YOUR ASSIGNMENT:
Among the entries that follow, how many lines contain the word "present"? Give the number alone.

Stored dataset items:

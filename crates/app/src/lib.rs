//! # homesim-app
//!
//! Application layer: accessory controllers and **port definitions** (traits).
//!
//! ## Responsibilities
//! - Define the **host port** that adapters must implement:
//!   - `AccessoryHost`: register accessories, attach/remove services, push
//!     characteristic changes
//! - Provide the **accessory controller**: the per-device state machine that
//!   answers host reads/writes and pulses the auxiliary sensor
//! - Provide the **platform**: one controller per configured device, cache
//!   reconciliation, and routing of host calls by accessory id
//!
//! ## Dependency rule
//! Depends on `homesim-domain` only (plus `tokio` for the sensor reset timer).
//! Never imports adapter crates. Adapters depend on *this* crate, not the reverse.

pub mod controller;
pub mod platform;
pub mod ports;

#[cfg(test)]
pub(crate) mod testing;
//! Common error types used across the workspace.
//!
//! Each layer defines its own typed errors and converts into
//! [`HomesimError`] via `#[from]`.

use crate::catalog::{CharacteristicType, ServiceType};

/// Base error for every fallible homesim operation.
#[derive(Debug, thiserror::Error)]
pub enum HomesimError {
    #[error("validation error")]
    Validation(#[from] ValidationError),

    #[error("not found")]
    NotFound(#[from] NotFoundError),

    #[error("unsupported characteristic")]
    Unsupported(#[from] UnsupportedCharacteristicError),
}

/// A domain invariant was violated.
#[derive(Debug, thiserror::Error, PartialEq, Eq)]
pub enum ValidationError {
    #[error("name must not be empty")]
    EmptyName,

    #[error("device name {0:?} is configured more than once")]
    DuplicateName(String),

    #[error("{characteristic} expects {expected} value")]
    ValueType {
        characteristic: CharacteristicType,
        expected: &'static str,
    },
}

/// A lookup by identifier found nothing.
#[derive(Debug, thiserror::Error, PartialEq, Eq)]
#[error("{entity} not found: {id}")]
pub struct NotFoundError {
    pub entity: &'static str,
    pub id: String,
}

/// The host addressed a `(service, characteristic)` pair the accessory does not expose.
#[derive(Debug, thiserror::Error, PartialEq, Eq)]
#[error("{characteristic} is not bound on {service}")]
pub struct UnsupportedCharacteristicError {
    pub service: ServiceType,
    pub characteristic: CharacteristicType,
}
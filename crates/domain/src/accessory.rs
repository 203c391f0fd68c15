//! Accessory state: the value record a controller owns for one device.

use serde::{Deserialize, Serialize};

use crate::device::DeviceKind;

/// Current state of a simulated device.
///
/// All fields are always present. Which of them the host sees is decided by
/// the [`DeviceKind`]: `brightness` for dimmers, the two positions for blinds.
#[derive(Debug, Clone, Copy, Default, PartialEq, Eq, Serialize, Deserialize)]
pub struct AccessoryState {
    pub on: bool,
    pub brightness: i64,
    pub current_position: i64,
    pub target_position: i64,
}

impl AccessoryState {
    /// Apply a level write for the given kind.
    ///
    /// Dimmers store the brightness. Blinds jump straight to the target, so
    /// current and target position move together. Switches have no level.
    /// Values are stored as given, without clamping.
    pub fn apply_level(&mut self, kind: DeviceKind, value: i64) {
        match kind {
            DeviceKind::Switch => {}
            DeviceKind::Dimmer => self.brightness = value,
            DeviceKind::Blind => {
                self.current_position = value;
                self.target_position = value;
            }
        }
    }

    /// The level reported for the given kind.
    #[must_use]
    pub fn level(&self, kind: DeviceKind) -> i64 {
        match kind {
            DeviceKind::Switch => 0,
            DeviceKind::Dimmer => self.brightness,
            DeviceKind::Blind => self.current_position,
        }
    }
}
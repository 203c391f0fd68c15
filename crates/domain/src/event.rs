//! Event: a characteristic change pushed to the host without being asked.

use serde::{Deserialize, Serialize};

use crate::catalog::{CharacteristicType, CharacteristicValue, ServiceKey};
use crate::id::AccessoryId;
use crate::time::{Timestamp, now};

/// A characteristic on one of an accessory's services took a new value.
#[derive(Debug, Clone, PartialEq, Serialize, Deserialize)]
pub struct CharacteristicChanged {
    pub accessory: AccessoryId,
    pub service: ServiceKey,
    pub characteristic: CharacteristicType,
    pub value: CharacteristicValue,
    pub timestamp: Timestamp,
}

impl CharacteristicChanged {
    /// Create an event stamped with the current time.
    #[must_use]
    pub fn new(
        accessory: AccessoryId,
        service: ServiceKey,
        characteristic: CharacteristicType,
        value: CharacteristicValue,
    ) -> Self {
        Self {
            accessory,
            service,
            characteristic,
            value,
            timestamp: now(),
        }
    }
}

...

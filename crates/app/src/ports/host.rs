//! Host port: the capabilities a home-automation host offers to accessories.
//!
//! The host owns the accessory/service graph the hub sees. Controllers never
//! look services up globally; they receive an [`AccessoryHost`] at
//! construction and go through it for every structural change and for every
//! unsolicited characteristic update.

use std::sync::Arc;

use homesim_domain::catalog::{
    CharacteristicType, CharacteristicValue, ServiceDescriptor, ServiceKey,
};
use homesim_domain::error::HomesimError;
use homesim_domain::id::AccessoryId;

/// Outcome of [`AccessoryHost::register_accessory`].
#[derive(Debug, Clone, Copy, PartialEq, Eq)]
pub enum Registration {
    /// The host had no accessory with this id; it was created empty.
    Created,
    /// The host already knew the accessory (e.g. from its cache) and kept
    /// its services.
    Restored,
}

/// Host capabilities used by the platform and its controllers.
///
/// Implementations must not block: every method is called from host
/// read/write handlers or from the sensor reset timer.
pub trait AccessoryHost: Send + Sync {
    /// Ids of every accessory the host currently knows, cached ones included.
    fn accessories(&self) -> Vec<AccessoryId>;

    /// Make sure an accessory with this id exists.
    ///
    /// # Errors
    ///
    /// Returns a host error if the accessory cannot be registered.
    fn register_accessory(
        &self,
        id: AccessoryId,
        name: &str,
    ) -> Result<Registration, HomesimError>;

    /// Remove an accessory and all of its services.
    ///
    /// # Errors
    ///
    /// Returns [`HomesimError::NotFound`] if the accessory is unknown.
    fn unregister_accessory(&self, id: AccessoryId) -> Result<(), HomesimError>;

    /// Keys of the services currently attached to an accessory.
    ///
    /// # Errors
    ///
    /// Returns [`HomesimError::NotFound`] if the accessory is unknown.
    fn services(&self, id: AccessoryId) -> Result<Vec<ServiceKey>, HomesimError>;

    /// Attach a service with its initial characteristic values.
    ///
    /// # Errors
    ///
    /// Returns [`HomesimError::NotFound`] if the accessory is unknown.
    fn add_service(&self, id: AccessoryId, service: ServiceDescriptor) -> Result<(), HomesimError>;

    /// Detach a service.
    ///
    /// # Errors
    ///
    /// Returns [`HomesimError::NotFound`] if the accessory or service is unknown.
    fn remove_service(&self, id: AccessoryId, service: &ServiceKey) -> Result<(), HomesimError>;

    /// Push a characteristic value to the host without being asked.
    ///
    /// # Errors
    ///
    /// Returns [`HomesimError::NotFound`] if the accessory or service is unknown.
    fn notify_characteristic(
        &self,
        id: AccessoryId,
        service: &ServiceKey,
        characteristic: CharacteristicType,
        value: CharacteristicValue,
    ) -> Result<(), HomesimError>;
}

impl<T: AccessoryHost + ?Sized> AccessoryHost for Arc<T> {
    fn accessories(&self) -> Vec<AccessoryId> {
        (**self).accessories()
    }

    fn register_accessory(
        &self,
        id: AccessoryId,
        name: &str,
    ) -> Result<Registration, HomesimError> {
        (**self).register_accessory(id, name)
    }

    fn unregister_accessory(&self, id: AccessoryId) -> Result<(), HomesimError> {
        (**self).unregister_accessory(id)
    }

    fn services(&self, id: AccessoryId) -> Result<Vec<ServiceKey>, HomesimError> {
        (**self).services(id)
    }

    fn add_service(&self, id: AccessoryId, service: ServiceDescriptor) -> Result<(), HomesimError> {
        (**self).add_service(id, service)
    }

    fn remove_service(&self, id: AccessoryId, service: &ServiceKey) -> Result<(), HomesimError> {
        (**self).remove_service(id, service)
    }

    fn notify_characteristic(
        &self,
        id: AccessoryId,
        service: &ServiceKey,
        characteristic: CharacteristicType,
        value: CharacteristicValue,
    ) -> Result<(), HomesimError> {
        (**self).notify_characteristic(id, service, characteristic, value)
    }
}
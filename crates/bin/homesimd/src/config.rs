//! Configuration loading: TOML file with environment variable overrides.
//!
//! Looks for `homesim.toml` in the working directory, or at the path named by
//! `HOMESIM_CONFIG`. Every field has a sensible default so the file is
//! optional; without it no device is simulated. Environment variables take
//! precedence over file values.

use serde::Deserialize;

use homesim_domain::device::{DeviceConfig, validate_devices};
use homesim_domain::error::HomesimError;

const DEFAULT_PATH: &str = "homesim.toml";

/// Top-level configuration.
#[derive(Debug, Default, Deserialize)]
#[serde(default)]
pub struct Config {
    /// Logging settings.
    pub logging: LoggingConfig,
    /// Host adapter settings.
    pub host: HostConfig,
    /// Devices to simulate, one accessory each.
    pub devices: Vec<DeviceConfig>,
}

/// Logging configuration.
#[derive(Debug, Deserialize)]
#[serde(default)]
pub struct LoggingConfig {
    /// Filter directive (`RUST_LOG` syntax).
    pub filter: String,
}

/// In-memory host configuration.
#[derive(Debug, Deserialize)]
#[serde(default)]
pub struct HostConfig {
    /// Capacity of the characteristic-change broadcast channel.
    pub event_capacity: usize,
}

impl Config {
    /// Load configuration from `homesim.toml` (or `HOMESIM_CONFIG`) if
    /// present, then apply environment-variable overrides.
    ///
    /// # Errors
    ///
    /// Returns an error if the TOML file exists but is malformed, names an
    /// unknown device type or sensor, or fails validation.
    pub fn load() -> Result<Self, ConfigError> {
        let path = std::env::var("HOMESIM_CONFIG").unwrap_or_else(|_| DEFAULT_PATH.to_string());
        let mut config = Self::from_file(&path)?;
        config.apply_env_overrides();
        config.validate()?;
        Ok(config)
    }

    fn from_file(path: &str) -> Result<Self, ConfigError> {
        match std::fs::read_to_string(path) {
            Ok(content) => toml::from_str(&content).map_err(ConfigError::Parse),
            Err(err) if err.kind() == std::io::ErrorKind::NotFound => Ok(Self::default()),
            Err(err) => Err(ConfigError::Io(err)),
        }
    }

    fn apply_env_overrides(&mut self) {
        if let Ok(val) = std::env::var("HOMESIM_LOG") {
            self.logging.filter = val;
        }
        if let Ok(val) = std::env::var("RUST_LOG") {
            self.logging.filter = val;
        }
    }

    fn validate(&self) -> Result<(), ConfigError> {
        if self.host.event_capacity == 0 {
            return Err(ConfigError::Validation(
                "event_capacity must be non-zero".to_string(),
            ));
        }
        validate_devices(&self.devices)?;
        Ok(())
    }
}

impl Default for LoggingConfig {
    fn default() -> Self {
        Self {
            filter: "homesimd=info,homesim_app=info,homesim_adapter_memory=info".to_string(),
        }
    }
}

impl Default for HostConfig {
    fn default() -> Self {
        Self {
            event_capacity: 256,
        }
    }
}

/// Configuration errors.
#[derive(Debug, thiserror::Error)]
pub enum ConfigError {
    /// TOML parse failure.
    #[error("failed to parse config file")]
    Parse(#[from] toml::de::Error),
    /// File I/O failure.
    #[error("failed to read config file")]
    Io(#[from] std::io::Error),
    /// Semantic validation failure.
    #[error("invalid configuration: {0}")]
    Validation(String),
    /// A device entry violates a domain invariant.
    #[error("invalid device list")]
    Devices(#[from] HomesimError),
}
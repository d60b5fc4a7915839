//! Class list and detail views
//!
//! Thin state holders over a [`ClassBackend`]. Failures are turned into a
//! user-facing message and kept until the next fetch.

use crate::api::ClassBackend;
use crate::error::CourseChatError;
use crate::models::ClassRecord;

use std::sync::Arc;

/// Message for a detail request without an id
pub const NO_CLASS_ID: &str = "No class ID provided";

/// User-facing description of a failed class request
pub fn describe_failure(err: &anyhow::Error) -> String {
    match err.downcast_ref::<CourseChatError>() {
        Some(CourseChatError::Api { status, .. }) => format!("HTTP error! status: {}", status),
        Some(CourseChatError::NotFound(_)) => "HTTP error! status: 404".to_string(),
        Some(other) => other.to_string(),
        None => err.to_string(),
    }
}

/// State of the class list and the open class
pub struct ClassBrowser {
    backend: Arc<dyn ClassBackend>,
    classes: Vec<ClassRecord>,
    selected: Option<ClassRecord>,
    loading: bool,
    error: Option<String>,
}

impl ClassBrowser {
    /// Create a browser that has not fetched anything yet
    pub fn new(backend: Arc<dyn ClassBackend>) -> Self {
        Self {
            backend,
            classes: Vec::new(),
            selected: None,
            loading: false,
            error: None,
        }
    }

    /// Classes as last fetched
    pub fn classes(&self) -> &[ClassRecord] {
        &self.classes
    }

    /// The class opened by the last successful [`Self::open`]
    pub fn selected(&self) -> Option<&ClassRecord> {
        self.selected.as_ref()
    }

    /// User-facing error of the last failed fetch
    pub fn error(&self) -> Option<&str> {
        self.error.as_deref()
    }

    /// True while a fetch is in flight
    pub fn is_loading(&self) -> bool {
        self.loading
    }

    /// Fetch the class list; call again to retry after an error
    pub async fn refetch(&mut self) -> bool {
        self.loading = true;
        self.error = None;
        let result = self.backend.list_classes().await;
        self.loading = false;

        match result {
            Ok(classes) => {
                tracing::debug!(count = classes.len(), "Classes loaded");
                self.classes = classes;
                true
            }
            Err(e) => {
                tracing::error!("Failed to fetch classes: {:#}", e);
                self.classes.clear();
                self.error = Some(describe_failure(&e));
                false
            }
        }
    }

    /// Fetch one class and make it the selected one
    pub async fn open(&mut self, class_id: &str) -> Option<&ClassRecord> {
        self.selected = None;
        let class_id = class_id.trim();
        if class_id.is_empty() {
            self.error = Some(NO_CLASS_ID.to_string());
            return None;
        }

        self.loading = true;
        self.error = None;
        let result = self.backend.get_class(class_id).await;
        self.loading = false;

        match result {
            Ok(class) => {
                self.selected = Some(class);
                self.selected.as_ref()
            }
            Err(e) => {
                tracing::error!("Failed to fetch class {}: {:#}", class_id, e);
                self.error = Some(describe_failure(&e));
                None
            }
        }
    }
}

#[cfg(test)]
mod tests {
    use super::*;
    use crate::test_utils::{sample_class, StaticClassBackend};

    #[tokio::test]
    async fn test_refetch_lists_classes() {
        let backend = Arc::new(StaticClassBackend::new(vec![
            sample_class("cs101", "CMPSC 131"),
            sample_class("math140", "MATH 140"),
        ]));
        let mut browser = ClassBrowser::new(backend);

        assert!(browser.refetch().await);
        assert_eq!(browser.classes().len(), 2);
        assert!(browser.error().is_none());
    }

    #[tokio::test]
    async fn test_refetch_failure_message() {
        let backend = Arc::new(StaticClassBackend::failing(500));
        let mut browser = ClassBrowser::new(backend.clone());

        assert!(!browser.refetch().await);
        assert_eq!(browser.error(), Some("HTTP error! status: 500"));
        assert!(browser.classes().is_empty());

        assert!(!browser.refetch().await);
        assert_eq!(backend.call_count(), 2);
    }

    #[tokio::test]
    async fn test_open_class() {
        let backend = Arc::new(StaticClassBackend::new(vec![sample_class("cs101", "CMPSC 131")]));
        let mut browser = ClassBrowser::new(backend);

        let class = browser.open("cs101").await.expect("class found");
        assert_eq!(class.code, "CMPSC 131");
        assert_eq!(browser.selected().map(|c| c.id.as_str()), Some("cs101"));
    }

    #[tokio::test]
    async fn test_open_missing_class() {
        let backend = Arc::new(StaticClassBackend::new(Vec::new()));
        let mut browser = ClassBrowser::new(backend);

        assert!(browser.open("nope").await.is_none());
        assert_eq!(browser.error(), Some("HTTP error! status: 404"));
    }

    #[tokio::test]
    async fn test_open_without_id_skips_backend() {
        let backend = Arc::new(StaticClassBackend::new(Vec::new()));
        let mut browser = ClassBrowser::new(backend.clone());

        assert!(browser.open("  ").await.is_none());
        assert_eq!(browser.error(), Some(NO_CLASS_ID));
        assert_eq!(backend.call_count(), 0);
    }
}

==

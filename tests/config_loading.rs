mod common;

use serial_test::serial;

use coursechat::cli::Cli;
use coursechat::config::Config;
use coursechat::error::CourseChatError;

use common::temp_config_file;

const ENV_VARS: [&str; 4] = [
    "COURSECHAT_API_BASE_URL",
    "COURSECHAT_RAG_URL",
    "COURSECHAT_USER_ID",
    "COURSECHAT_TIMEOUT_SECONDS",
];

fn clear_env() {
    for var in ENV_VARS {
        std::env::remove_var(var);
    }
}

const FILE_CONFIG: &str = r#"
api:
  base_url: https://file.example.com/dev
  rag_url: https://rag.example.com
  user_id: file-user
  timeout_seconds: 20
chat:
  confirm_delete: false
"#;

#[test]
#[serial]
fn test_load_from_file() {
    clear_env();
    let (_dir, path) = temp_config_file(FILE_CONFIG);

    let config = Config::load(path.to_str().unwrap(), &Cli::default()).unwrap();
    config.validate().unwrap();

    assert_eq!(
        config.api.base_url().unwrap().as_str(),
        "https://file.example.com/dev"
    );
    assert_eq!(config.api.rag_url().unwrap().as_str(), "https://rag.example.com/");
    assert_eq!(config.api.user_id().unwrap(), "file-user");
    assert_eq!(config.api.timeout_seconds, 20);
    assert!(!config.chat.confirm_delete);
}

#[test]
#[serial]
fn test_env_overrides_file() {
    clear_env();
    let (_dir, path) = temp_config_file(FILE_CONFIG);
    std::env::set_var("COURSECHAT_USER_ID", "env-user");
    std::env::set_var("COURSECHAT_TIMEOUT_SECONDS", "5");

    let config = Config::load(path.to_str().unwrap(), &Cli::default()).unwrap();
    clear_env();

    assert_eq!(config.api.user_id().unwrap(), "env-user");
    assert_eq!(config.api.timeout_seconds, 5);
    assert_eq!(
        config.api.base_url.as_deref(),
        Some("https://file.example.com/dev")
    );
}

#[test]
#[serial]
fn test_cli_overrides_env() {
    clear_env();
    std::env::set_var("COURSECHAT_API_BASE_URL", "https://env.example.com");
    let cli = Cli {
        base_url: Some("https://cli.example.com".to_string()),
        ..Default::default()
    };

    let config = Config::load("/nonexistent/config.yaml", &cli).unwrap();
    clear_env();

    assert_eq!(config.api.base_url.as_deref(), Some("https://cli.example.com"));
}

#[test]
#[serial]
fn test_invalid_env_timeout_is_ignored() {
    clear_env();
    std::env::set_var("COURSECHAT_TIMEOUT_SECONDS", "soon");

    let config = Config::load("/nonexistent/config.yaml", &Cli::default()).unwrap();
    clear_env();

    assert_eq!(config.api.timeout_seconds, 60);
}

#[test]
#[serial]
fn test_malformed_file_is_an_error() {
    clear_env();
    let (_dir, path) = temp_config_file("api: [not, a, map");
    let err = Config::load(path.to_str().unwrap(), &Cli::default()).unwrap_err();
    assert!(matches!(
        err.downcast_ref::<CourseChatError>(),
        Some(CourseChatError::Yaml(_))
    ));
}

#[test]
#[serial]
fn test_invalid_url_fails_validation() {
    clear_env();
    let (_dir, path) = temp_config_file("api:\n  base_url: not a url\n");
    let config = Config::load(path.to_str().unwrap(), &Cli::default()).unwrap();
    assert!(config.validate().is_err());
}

TASK RESPONSE:
2